§ **Exercise requirements**
Among the entries below, find every line that has "dynamic" and pull it out.

§ **Dataset entries**

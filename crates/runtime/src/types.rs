//! Core runtime types
//!
//! [`Value`] is the dynamic literal stored in tree leaves, exchanged through
//! unit ports and carried by deltas. Maps keep insertion order so that every
//! traversal of the tree is deterministic.

use std::fmt;

use indexmap::IndexMap;
use serde::de::DeserializeOwned;
use serde::{Deserialize, Serialize};

use crate::path::Path;

/// Simulation time in model units.
pub type Time = f64;

/// Ordered string-keyed map of values.
pub type ValueMap = IndexMap<String, Value>;

/// A dynamic tree literal.
///
/// `Null` doubles as the universal "no change" delta.
#[derive(Debug, Clone, Default, PartialEq, Serialize, Deserialize)]
#[serde(untagged)]
pub enum Value {
    #[default]
    Null,
    Boolean(bool),
    Integer(i64),
    Float(f64),
    String(String),
    List(Vec<Value>),
    Map(ValueMap),
}

impl Value {
    pub fn map() -> Self {
        Value::Map(ValueMap::new())
    }

    pub fn is_null(&self) -> bool {
        matches!(self, Value::Null)
    }

    /// Numeric view of the value; integers widen to floats.
    pub fn as_float(&self) -> Option<f64> {
        match self {
            Value::Float(v) => Some(*v),
            Value::Integer(v) => Some(*v as f64),
            _ => None,
        }
    }

    pub fn as_integer(&self) -> Option<i64> {
        match self {
            Value::Integer(v) => Some(*v),
            _ => None,
        }
    }

    pub fn as_bool(&self) -> Option<bool> {
        match self {
            Value::Boolean(v) => Some(*v),
            _ => None,
        }
    }

    pub fn as_str(&self) -> Option<&str> {
        match self {
            Value::String(v) => Some(v),
            _ => None,
        }
    }

    pub fn as_list(&self) -> Option<&[Value]> {
        match self {
            Value::List(v) => Some(v),
            _ => None,
        }
    }

    pub fn as_map(&self) -> Option<&ValueMap> {
        match self {
            Value::Map(v) => Some(v),
            _ => None,
        }
    }

    pub fn get(&self, key: &str) -> Option<&Value> {
        self.as_map().and_then(|m| m.get(key))
    }

    /// Descend through nested maps along `segments`.
    pub fn get_path<S: AsRef<str>>(&self, segments: &[S]) -> Option<&Value> {
        segments
            .iter()
            .try_fold(self, |value, seg| value.get(seg.as_ref()))
    }

    /// Short name of the value's shape, used in error messages.
    pub fn kind_name(&self) -> &'static str {
        match self {
            Value::Null => "null",
            Value::Boolean(_) => "boolean",
            Value::Integer(_) => "integer",
            Value::Float(_) => "float",
            Value::String(_) => "string",
            Value::List(_) => "list",
            Value::Map(_) => "map",
        }
    }

    /// Deserialize a typed configuration out of this value.
    pub fn deserialize_into<T: DeserializeOwned>(&self) -> Result<T, serde_json::Error> {
        let json = serde_json::to_value(self)?;
        serde_json::from_value(json)
    }
}

impl fmt::Display for Value {
    fn fmt(&self, f: &mut fmt::Formatter<'_>) -> fmt::Result {
        match serde_json::to_string(self) {
            Ok(s) => write!(f, "{}", s),
            Err(_) => write!(f, "<{}>", self.kind_name()),
        }
    }
}

impl From<f64> for Value {
    fn from(v: f64) -> Self {
        Value::Float(v)
    }
}

impl From<i64> for Value {
    fn from(v: i64) -> Self {
        Value::Integer(v)
    }
}

impl From<bool> for Value {
    fn from(v: bool) -> Self {
        Value::Boolean(v)
    }
}

impl From<&str> for Value {
    fn from(v: &str) -> Self {
        Value::String(v.to_string())
    }
}

impl From<String> for Value {
    fn from(v: String) -> Self {
        Value::String(v)
    }
}

impl From<ValueMap> for Value {
    fn from(v: ValueMap) -> Self {
        Value::Map(v)
    }
}

impl From<Vec<Value>> for Value {
    fn from(v: Vec<Value>) -> Self {
        Value::List(v)
    }
}

impl From<serde_json::Value> for Value {
    fn from(json: serde_json::Value) -> Self {
        match json {
            serde_json::Value::Null => Value::Null,
            serde_json::Value::Bool(b) => Value::Boolean(b),
            serde_json::Value::Number(n) => match n.as_i64() {
                Some(i) => Value::Integer(i),
                None => Value::Float(n.as_f64().unwrap_or(f64::NAN)),
            },
            serde_json::Value::String(s) => Value::String(s),
            serde_json::Value::Array(items) => {
                Value::List(items.into_iter().map(Value::from).collect())
            }
            serde_json::Value::Object(entries) => {
                Value::Map(entries.into_iter().map(|(k, v)| (k, Value::from(v))).collect())
            }
        }
    }
}

/// Kind of computation unit.
#[derive(Debug, Clone, Copy, PartialEq, Eq, Hash, Serialize, Deserialize)]
#[serde(rename_all = "lowercase")]
pub enum UnitKind {
    /// Advances over a time interval on its own schedule.
    Process,
    /// Fires instantaneously whenever its inputs change.
    Step,
}

impl fmt::Display for UnitKind {
    fn fmt(&self, f: &mut fmt::Formatter<'_>) -> fmt::Result {
        match self {
            UnitKind::Process => write!(f, "process"),
            UnitKind::Step => write!(f, "step"),
        }
    }
}

/// A single value captured by the emitter.
#[derive(Debug, Clone, PartialEq, Serialize, Deserialize)]
pub struct EmitRecord {
    pub tick: u64,
    pub time: Time,
    pub path: Path,
    pub value: Value,
}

§ **Output of the exercise**
//! [`Value`] is the dynamic literal stored in tree leaves, exchanged through
/// A dynamic tree literal.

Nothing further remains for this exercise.